*EXERCISE BRIEF:* From the first line of the data below through the line holding "use crate::primitives::io::FileIo;", write out each line exactly as it stands.

*RECORD EXTRACTS:*
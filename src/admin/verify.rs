use std::collections::{BTreeMap, BTreeSet};
use std::path::Path;
use std::sync::Arc;

use serde::Serialize;

use crate::admin::inspect::tree_name;
use crate::admin::util::open_images;
use crate::admin::Result;
use crate::engine::FsState;
use crate::fs::{Filesystem, MountOptions};
use crate::primitives::io::FileIo;
use crate::storage::arena::NodeId;
use crate::storage::records::{BlockGroupItem, RootItem};
use crate::storage::superblock::{read_superblock, superblock_offsets_for, SUPERBLOCK_SIZE};
use crate::types::{item_type, Key, TreeId};

const MAX_FINDINGS: usize = 32;

/// Specifies the depth of verification checks to perform.
#[derive(Clone, Copy, Debug, PartialEq, Eq, Serialize)]
#[serde(rename_all = "snake_case")]
pub enum VerifyLevel {
    /// Superblock copies only; the filesystem is not mounted.
    Fast,
    /// Superblocks, then every tree node and the chunk accounting of the
    /// mounted filesystem.
    Full,
}

/// Indicates the severity level of a verification finding.
#[derive(Clone, Copy, Debug, PartialEq, Eq, Serialize)]
#[serde(rename_all = "snake_case")]
pub enum VerifySeverity {
    /// Informational message about the verification process.
    Info,
    /// Recoverable inconsistency, such as a stale superblock copy.
    Warning,
    /// Damage that makes the image untrustworthy.
    Error,
}

/// Represents a single issue discovered during verification.
#[derive(Clone, Debug, Serialize)]
pub struct VerifyFinding {
    /// The severity level of this finding.
    pub severity: VerifySeverity,
    /// Human-readable description of the issue.
    pub message: String,
}

impl VerifyFinding {
    fn error(message: impl Into<String>) -> Self {
        Self {
            severity: VerifySeverity::Error,
            message: message.into(),
        }
    }

    fn warning(message: impl Into<String>) -> Self {
        Self {
            severity: VerifySeverity::Warning,
            message: message.into(),
        }
    }
}

/// Statistics collected during the verification process.
#[derive(Clone, Debug, Default, Serialize)]
pub struct VerifyCounts {
    /// Devices examined.
    pub devices: u64,
    /// Valid superblock copies found.
    pub superblock_copies: u64,
    /// Logical trees walked.
    pub trees: u64,
    /// Tree nodes visited.
    pub nodes: u64,
    /// Items held by visited nodes.
    pub items: u64,
    /// Extent records in the extent tree.
    pub extents: u64,
    /// Chunks whose accounting was checked.
    pub chunks: u64,
}

/// Complete report of a verification operation.
#[derive(Clone, Debug, Serialize)]
pub struct VerifyReport {
    /// The verification level that was performed.
    pub level: VerifyLevel,
    /// Whether verification finished without error findings.
    pub success: bool,
    /// List of issues discovered during verification.
    pub findings: Vec<VerifyFinding>,
    /// Statistics about the structures examined.
    pub counts: VerifyCounts,
}

/// Verifies the integrity of a filesystem image set.
///
/// `VerifyLevel::Fast` checks that every superblock copy on every device is
/// readable and agrees with its siblings. `VerifyLevel::Full` additionally
/// mounts the images read-only and checks every tree node (key order, size,
/// levels, parent/child pointers) and the extent accounting of every chunk.
///
/// # Errors
///
/// Returns an error if an image is missing or cannot be read. Damage found
/// inside the images is reported as findings, not as an error.
pub fn verify<P: AsRef<Path>>(paths: &[P], level: VerifyLevel) -> Result<VerifyReport> {
    let devices = open_images(paths)?;
    let mut findings = Vec::new();
    let mut counts = VerifyCounts::default();

    check_superblocks(&devices, &mut findings, &mut counts)?;

    if level == VerifyLevel::Full {
        match Filesystem::open(devices, MountOptions::inspect()) {
            Ok(fs) => {
                fs.with_state(|state| check_state(state, &mut findings, &mut counts));
                fs.shutdown()?;
            }
            Err(err) => push_error(&mut findings, format!("mount failed: {err}")),
        }
    }

    Ok(VerifyReport {
        level,
        success: !findings
            .iter()
            .any(|f| f.severity == VerifySeverity::Error),
        findings,
        counts,
    })
}

fn check_superblocks(
    devices: &[Arc<dyn FileIo>],
    findings: &mut Vec<VerifyFinding>,
    counts: &mut VerifyCounts,
) -> Result<()> {
    let mut newest = Vec::with_capacity(devices.len());
    let mut buf = vec![0u8; SUPERBLOCK_SIZE];
    for (idx, io) in devices.iter().enumerate() {
        counts.devices += 1;
        let mut copies = Vec::new();
        for offset in superblock_offsets_for(io.len()?) {
            io.read_at(offset, &mut buf)?;
            match read_superblock(&buf) {
                Ok(sb) if sb.bytenr != offset => push_error(
                    findings,
                    format!(
                        "device {idx}: copy at {offset:#x} claims offset {:#x}",
                        sb.bytenr
                    ),
                ),
                Ok(sb) => copies.push((offset, sb)),
                Err(err) => push_error(findings, format!("device {idx}: copy at {offset:#x}: {err}")),
            }
        }
        counts.superblock_copies += copies.len() as u64;
        let Some(best) = copies.iter().map(|(_, sb)| sb.generation).max() else {
            push_error(findings, format!("device {idx}: no valid superblock copy"));
            continue;
        };
        for (offset, sb) in &copies {
            if sb.generation != best {
                push_finding(
                    findings,
                    VerifyFinding::warning(format!(
                        "device {idx}: copy at {offset:#x} is stale (generation {} < {best})",
                        sb.generation
                    )),
                );
            }
        }
        if let Some((_, sb)) = copies.into_iter().find(|(_, sb)| sb.generation == best) {
            newest.push((idx, sb));
        }
    }

    if let Some((_, first)) = newest.first() {
        for (idx, sb) in &newest[1..] {
            if sb.fsid != first.fsid {
                push_error(findings, format!("device {idx}: belongs to another filesystem"));
            } else if sb.generation != first.generation {
                push_error(
                    findings,
                    format!(
                        "device {idx}: generation {} differs from {}",
                        sb.generation, first.generation
                    ),
                );
            }
        }
        if first.num_devices != devices.len() as u64 {
            push_error(
                findings,
                format!(
                    "superblock lists {} devices, {} given",
                    first.num_devices,
                    devices.len()
                ),
            );
        }
    }
    Ok(())
}
#[cfg(test)]
mod tests {
    use parking_lot::Mutex;
    use proptest::prelude::*;

    use super::*;
    use crate::engine::{testutil, FsState};
    use crate::storage::undo::UndoLog;

    const NODE: u32 = 4096;

    fn key(n: u64) -> Key {
        Key::new(n, item_type::INODE_ITEM, 0)
    }

    fn fill(state: &mut FsState, keys: impl IntoIterator<Item = u64>, len: usize) {
        let mut undo = UndoLog::new();
        for n in keys {
            state
                .trees
                .insert_item(TreeId::FS, key(n), vec![n as u8; len], &mut undo)
                .unwrap();
        }
    }

    fn maintain(state: &mut FsState) {
        let mut undo = UndoLog::new();
        let runs = Mutex::new(Vec::new());
        let mut tx = Transaction::new(state, &mut undo, &runs);
        tx.add_parents();
        tx.do_splits().unwrap();
    }

    /// Checks size bounds and parent links of `tree`, returning its keys.
    fn check_tree(state: &FsState, tree: TreeId) -> Vec<Key> {
        let arena = &state.trees.arena;
        let root = state.trees.root(tree).unwrap();
        assert!(arena[root].parent.is_none());
        let mut keys = Vec::new();
        for id in arena.subtree(root) {
            let node = &arena[id];
            assert!(node.size() <= state.trees.capacity());
            if id != root {
                assert!(!node.items.is_empty());
            }
            for child in node.children() {
                assert_eq!(arena[child].parent, Some(id));
                assert_eq!(arena[child].level + 1, node.level);
            }
        }
        let mut cursor = state
            .trees
            .search_forward(tree, &Key::new(0, 0, 0))
            .unwrap();
        while let Some(c) = cursor {
            keys.push(state.trees.key_at(c));
            cursor = state.trees.next(c);
        }
        keys
    }

    #[test]
    fn overfull_root_leaf_grows_a_level() {
        let mut state = testutil::state(1, 64 << 20, NODE);
        fill(&mut state, 0..100, 60);
        maintain(&mut state);
        let root = state.trees.root(TreeId::FS).unwrap();
        assert_eq!(state.trees.arena[root].level, 1);
        let keys = check_tree(&state, TreeId::FS);
        assert_eq!(keys, (0..100).map(key).collect::<Vec<_>>());
        let leaves = state.trees.arena[root].items.len() as u64;
        assert_eq!(
            state.trees.trees[&TreeId::FS].root_item.bytes_used,
            (leaves + 1) * NODE as u64
        );
    }

    #[test]
    fn oversized_item_is_rejected() {
        let mut state = testutil::state(1, 64 << 20, NODE);
        fill(&mut state, [1], NODE as usize);
        let mut undo = UndoLog::new();
        let runs = Mutex::new(Vec::new());
        let mut tx = Transaction::new(&mut state, &mut undo, &runs);
        assert!(matches!(
            tx.do_splits(),
            Err(ArborError::Inconsistent(_))
        ));
    }

    #[test]
    fn emptied_leaves_are_removed_and_root_collapses() {
        let mut state = testutil::state(1, 64 << 20, NODE);
        fill(&mut state, 0..100, 60);
        maintain(&mut state);
        let mut undo = UndoLog::new();
        for n in 10..100 {
            state.trees.delete_key(TreeId::FS, &key(n), &mut undo).unwrap();
        }
        maintain(&mut state);
        let root = state.trees.root(TreeId::FS).unwrap();
        assert_eq!(state.trees.arena[root].level, 0);
        assert_eq!(check_tree(&state, TreeId::FS), (0..10).map(key).collect::<Vec<_>>());
        assert_eq!(
            state.trees.trees[&TreeId::FS].root_item.bytes_used,
            NODE as u64
        );
    }

    #[test]
    fn one_and_a_half_leaf_splits_at_first_overflowing_item() {
        // 85-byte items, 47 of which fill a 3995-byte leaf exactly.
        let mut state = testutil::state(1, 64 << 20, NODE);
        fill(&mut state, 0..70, 60);
        maintain(&mut state);
        let root = state.trees.root(TreeId::FS).unwrap();
        let node = &state.trees.arena[root];
        assert_eq!(node.level, 1);
        assert_eq!(node.items.len(), 2);
        let leaves: Vec<NodeId> = node.children().collect();
        assert_eq!(state.trees.arena[leaves[0]].items.len(), 47);
        assert_eq!(state.trees.arena[leaves[1]].first_key(), Some(key(47)));
        assert_eq!(node.items[1].key, key(47));
        assert_eq!(check_tree(&state, TreeId::FS), (0..70).map(key).collect::<Vec<_>>());
    }

    #[test]
    fn split_under_existing_parent_adds_one_separator() {
        let mut state = testutil::state(1, 64 << 20, NODE);
        fill(&mut state, 0..120, 60);
        maintain(&mut state);
        let root = state.trees.root(TreeId::FS).unwrap();
        assert_eq!(state.trees.arena[root].items.len(), 3);

        // The last leaf holds 94..120; 44 more items make it 1.5x full.
        fill(&mut state, 120..164, 60);
        maintain(&mut state);
        assert_eq!(state.trees.root(TreeId::FS).unwrap(), root);
        let node = &state.trees.arena[root];
        assert_eq!(node.items.len(), 4);
        assert_eq!(node.items[3].key, key(94 + 47));
        assert_eq!(check_tree(&state, TreeId::FS), (0..164).map(key).collect::<Vec<_>>());
    }

    #[test]
    fn small_neighbours_are_merged() {
        // Leaves 0..47, 47..94 and 94..120.
        let mut state = testutil::state(1, 64 << 20, NODE);
        fill(&mut state, 0..120, 60);
        maintain(&mut state);
        let root = state.trees.root(TreeId::FS).unwrap();
        let before = state.trees.arena[root].items.len();
        assert_eq!(before, 3);

        let mut undo = UndoLog::new();
        for n in (10..47).chain(47..80) {
            state.trees.delete_key(TreeId::FS, &key(n), &mut undo).unwrap();
        }
        maintain(&mut state);
        let root = state.trees.root(TreeId::FS).unwrap();
        assert_eq!(state.trees.arena[root].items.len(), before - 1);
        let first = state.trees.arena[root].children().next().unwrap();
        assert_eq!(state.trees.arena[first].items.len(), 10 + 14);
        let expect: Vec<Key> = (0..10).chain(80..120).map(key).collect();
        assert_eq!(check_tree(&state, TreeId::FS), expect);
    }

    #[test]
    fn small_last_child_is_left_alone() {
        let mut state = testutil::state(1, 64 << 20, NODE);
        fill(&mut state, 0..120, 60);
        maintain(&mut state);
        let mut undo = UndoLog::new();
        for n in 100..120 {
            state.trees.delete_key(TreeId::FS, &key(n), &mut undo).unwrap();
        }
        maintain(&mut state);
        let root = state.trees.root(TreeId::FS).unwrap();
        let node = &state.trees.arena[root];
        assert_eq!(node.items.len(), 3);
        assert_eq!(node.items[1].key, key(47));
        assert_eq!(node.items[2].key, key(94));
    }

    #[test]
    fn empty_internal_root_is_demoted_with_its_record() {
        let mut state = testutil::state(1, 64 << 20, NODE);
        let root = state.trees.root(TreeId::FS).unwrap();
        state.trees.arena[root].level = 2;
        state.trees.arena[root].new_address = Some(0x40_0000);
        let mut undo = UndoLog::new();
        state
            .trees
            .insert_item(
                TreeId::EXTENT,
                Key::new(0x40_0000, item_type::METADATA_ITEM, 2),
                ExtentItem::tree_block(TreeId::FS.0, 1).encode(),
                &mut undo,
            )
            .unwrap();
        maintain(&mut state);
        assert_eq!(state.trees.arena[root].level, 0);
        assert!(state
            .trees
            .lookup(TreeId::EXTENT, &Key::new(0x40_0000, item_type::METADATA_ITEM, 0))
            .unwrap()
            .is_some());
    }

    proptest! {
        #![proptest_config(ProptestConfig::with_cases(32))]

        #[test]
        fn random_edits_keep_trees_well_formed(
            inserts in proptest::collection::btree_map(0u64..2000, 1usize..300, 1..400),
            delete_mask in any::<u64>(),
        ) {
            let mut state = testutil::state(1, 64 << 20, NODE);
            let mut undo = UndoLog::new();
            for (n, len) in &inserts {
                state.trees.insert_item(TreeId::FS, key(*n), vec![0; *len], &mut undo).unwrap();
            }
            maintain(&mut state);
            let mut expect: Vec<Key> = inserts.keys().copied().map(key).collect();
            prop_assert_eq!(check_tree(&state, TreeId::FS), expect.clone());

            expect.retain(|k| {
                let drop = delete_mask >> (k.objectid % 64) & 1 == 1;
                if drop {
                    state.trees.delete_key(TreeId::FS, k, &mut undo).unwrap();
                }
                !drop
            });
            maintain(&mut state);
            prop_assert_eq!(check_tree(&state, TreeId::FS), expect);
        }
    }
}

*RESPONSE AREA:*
filename src/admin/verify.rs
use std::collections::{BTreeMap, BTreeSet};
use std::path::Path;
use std::sync::Arc;

use serde::Serialize;

use crate::admin::inspect::tree_name;
use crate::admin::util::open_images;
use crate::admin::Result;
use crate::engine::FsState;
use crate::fs::{Filesystem, MountOptions};
use crate::primitives::io::FileIo;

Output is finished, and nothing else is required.